Hybrid technology “SMT and RBMT”

Hybrid translation technology involves the use of statistical methods to automatically build vocabulary databases based on parallel corpora, generate several possible translations both at the lexical level and at the level of the syntactic structure of the target language sentence, apply post-editing in automatic mode and select the best (most probable) translation of the possible on the basis of a language model built on a specific corpus of the target language.

Hybrid (SMT + RBMT) System

Rule-based MT with a post-processing statistical approach.
Statistical MT with rule-based preprocessing.
Full integration of RBMT and SMT.
Statistical MT seeks to use linguistic data, while systems with a “classic” rule-based approach apply statistical methods.

The addition of some “end-to-end” rules, that is, the creation of hybrid systems, somewhat improves the quality of translations, especially with insufficient input data used to build index files for storing linguistic information of a machine translator based on N-grams.

Combining RBMT and Statistical Machine Translation:

  • Linguistic analysis of the input sentence;
  • Generation of translation variants;
  • Use of statistical technologies;
  • Evaluation and selection of the best translation option using the Language Model.

Stages of Hybrid SMT and RBMT technology:

  • RBMT training based on a parallel corpus using statistical technologies;
  • Operation based on a trained system.

Syntax-Based Statistical Translation – Syntax-based SMT

It is worth briefly mentioning this method. Before the advent of neural networks, syntactic translation was talked about for many years as the “future of translators”, but it never managed to achieve success.

The adherents of syntactic translation believed in combining the approaches of SMT and the old transfer translation by rules. You need to learn how to do a fairly accurate parsing of the sentence – to determine the subject, predicate, dependent members, and that’s all, and then build a tree.

With such a tree, one can train the machine to correctly convert the figures of one language into the figures of another, performing the rest of the translation by words or phrases.

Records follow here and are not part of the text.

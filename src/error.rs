use thiserror::Error;

/// Errors surfaced by the factory and belts solvers.
///
/// A detected infeasibility is never represented here — it is reported as
/// a structured `"infeasible"` output document (spec.md §7: "recoverable
/// conditions... become structured outputs").
#[derive(Error, Debug)]
pub enum PlanError {
    #[error("malformed input: {0}")]
    MalformedInput(String),

    #[error("malformed input: {0}")]
    Json(#[from] serde_json::Error),

    #[error("solver failure: {0}")]
    SolverFailure(String),
}

pub type PlanResult<T> = Result<T, PlanError>;
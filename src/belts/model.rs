use serde::{Deserialize, Serialize};

use crate::error::{PlanError, PlanResult};

pub const TOLERANCE: f64 = 1e-9;

#[derive(Debug, Clone, Copy, PartialEq, Eq, Deserialize, Serialize)]
#[serde(rename_all = "lowercase")]
pub enum Role {
    Source,
    Sink,
    Internal,
}

#[derive(Debug, Clone, Deserialize, Serialize)]
pub struct NodeSpec {
    pub id: String,
    #[serde(default = "default_role")]
    pub role: Role,
    #[serde(default)]
    pub cap: Option<f64>,
}

fn default_role() -> Role {
    Role::Internal
}

#[derive(Debug, Clone, Deserialize, Serialize)]
pub struct EdgeSpec {
    pub from: String,
    pub to: String,
    pub lo: f64,
    pub hi: f64,
}

#[derive(Debug, Clone, Deserialize, Serialize)]
pub struct BeltsProblem {
    pub nodes: Vec<NodeSpec>,
    pub edges: Vec<EdgeSpec>,
}

impl BeltsProblem {
    pub fn parse(input: &str) -> PlanResult<Self> {
        let problem: BeltsProblem = serde_json::from_str(input)?;
        problem.validate()?;
        Ok(problem)
    }

    pub fn sources(&self) -> Vec<&NodeSpec> {
        self.nodes.iter().filter(|n| n.role == Role::Source).collect()
    }

    pub fn sink(&self) -> &NodeSpec {
        self.nodes
            .iter()
            .find(|n| n.role == Role::Sink)
            .expect("validated: exactly one sink node")
    }

    fn validate(&self) -> PlanResult<()> {
        use std::collections::HashSet;

        let mut seen = HashSet::new();
        for node in &self.nodes {
            if !seen.insert(node.id.as_str()) {
                return Err(PlanError::MalformedInput(format!(
                    "duplicate node id '{}'",
                    node.id
                )));
            }
            if let Some(cap) = node.cap {
                if cap < 0.0 {
                    return Err(PlanError::MalformedInput(format!(
                        "node '{}' has a negative cap",
                        node.id
                    )));
                }
            }
        }

        let sinks = self.nodes.iter().filter(|n| n.role == Role::Sink).count();
        if sinks != 1 {
            return Err(PlanError::MalformedInput(format!(
                "expected exactly one sink node, found {sinks}"
            )));
        }
        if self.sources().is_empty() {
            return Err(PlanError::MalformedInput("no source nodes".into()));
        }

        for edge in &self.edges {
            if !seen.contains(edge.from.as_str()) {
                return Err(PlanError::MalformedInput(format!(
                    "edge references undefined node '{}'",
                    edge.from
                )));
            }
            if !seen.contains(edge.to.as_str()) {
                return Err(PlanError::MalformedInput(format!(
                    "edge references undefined node '{}'",
                    edge.to
                )));
            }
            if edge.lo < 0.0 {
                return Err(PlanError::MalformedInput(format!(
                    "edge {}->{} has a negative lo",
                    edge.from, edge.to
                )));
            }
            if edge.hi < edge.lo {
                return Err(PlanError::MalformedInput(format!(
                    "edge {}->{} has hi < lo",
                    edge.from, edge.to
                )));
            }
        }

        Ok(())
    }
}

Only to do it now not by hand, but by machine learning. In theory, this would solve the word order problem forever.

The problem is that although mankind considers the problem of parsing solved long ago (for many languages there are ready-made libraries), in fact it works very shitty. I have personally tried many times to use syntax trees for tasks more complex than subject and verb separation, and each time I have given up in favor of other methods.

Rule-based machine translation

Ideas for rule-based machine translation began to emerge as early as the 1970s. Scientists watched the work of linguists-translators and tried to program their large and slow computers to repeat after them. Their systems consisted of:

  • Bilingual dictionary
  • A set of linguistic rules for each language

In general, everything. Optionally, they were supplemented with hacks such as lists of names, spelling correctors and transliterators.

Transfer systems

In them, we do not immediately rush to translate from the dictionary, but prepare a little. We parse the text into the subject, predicate, look for definitions and everything else as taught at school.

Adult uncles say “we highlight syntactic constructions.” After that, we no longer lay the rules for translating each word into the system, but manipulate entire structures. In theory, we can even achieve a more or less good conversion of word order in languages.

In practice, it is still difficult, linguists are still dying from physical exhaustion, and the translation is actually literal. On the one hand, it is easier: you can set general rules for agreement by gender and case.

On the other hand, it is more difficult: there are much more combinations of words than the words themselves. Each option will not be taken into account by hand.